(Stored items)
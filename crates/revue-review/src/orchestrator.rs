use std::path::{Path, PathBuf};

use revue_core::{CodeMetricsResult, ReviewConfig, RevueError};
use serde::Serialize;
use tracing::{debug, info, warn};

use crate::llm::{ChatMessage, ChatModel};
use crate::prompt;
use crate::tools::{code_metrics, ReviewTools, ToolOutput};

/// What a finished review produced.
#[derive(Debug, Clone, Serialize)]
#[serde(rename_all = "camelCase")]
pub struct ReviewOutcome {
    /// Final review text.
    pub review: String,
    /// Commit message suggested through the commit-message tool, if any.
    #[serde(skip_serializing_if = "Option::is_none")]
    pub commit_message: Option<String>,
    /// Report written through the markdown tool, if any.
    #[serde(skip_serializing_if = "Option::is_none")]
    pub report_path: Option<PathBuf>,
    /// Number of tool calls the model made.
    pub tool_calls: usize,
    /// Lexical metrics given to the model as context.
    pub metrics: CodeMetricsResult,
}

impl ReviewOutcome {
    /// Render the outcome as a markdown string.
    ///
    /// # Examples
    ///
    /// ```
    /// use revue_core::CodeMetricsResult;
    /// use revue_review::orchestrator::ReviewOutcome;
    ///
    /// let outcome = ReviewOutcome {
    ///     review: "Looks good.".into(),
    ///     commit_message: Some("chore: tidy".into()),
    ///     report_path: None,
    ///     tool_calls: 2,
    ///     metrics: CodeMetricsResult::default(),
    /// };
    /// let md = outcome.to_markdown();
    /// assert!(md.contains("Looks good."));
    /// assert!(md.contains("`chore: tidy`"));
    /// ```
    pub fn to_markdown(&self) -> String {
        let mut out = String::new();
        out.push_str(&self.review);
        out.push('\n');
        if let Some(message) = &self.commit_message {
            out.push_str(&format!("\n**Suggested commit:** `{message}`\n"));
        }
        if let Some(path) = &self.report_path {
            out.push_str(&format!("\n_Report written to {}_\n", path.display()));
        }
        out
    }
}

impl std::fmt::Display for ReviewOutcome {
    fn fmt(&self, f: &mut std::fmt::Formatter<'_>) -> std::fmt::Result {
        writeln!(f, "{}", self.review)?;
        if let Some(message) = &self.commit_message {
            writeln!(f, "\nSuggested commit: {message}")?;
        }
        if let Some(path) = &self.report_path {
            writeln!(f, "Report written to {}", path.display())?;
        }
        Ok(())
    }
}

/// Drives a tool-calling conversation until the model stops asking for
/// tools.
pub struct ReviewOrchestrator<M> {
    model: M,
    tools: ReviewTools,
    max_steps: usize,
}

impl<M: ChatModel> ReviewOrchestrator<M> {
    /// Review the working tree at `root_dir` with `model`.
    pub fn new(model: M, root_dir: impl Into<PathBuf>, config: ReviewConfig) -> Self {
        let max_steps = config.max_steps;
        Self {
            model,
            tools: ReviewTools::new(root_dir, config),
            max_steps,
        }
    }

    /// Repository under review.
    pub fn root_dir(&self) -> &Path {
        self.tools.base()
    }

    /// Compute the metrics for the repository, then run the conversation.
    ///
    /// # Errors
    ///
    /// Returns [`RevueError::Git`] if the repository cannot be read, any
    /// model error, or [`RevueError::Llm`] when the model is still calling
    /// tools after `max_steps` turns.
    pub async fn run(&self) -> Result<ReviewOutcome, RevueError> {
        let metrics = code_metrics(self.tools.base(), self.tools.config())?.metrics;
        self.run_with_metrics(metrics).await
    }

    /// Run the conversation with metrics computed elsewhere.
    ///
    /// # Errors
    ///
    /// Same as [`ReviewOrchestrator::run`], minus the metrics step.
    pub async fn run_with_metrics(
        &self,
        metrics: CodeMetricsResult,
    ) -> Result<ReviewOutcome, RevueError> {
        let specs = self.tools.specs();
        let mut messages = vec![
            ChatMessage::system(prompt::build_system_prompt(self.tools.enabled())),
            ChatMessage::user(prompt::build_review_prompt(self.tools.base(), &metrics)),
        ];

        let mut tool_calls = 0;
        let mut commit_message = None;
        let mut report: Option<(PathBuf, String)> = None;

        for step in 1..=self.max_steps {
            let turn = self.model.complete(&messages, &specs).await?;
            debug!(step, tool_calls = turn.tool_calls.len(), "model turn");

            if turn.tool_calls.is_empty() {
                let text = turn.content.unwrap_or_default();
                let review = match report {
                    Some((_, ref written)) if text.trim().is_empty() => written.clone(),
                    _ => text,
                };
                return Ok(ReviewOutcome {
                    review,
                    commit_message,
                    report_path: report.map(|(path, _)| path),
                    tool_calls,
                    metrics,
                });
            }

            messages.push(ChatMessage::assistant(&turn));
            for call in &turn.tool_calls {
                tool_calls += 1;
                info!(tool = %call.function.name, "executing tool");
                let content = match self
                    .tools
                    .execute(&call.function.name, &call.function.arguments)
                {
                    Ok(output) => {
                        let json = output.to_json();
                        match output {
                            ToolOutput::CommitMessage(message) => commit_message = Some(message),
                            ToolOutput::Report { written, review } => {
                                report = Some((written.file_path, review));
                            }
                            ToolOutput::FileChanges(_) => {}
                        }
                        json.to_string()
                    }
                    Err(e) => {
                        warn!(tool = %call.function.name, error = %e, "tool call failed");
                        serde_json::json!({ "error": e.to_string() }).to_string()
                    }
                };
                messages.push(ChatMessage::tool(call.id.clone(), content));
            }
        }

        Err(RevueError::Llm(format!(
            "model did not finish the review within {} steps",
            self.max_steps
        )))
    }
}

---

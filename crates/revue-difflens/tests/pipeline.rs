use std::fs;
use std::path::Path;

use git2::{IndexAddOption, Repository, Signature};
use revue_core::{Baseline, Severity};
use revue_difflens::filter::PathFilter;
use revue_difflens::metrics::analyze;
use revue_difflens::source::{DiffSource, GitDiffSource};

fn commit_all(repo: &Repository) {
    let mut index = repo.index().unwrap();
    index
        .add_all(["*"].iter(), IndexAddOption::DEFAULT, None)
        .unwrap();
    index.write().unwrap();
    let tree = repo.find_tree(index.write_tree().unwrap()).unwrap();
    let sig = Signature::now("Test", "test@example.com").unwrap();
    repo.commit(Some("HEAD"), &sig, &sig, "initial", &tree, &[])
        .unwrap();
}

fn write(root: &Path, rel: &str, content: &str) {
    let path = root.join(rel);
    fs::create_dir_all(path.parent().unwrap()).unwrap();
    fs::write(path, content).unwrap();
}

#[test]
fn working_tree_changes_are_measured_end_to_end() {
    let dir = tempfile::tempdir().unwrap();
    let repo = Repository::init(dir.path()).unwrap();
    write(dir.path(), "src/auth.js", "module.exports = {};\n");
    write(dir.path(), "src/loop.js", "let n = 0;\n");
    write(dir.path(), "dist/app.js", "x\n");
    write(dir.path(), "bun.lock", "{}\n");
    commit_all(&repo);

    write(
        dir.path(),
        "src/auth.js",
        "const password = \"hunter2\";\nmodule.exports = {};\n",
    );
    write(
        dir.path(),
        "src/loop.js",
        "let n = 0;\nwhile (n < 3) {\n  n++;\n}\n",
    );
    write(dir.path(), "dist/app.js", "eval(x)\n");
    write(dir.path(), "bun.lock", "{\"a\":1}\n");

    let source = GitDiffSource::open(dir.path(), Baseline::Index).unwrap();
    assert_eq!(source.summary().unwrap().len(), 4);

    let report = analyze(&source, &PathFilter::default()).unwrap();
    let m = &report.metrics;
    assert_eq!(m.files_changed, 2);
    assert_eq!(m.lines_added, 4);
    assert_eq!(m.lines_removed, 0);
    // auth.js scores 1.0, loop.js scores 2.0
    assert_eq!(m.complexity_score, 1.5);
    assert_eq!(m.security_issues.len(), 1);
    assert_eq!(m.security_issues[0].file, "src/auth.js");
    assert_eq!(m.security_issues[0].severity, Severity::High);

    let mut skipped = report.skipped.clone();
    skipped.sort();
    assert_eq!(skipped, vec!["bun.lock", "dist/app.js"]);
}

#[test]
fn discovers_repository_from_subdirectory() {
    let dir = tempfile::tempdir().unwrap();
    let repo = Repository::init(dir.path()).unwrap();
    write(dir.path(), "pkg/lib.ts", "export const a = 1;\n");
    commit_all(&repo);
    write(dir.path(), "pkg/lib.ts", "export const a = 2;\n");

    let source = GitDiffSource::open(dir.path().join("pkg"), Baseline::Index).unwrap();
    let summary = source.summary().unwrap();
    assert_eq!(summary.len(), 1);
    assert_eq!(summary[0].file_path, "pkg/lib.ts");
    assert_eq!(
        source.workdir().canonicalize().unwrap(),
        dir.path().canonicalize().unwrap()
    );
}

*Required action*:
Whenever the word "canonicalize" shows up in a line above, copy that line.

*Task solution*:
        source.workdir().canonicalize().unwrap(),
        dir.path().canonicalize().unwrap()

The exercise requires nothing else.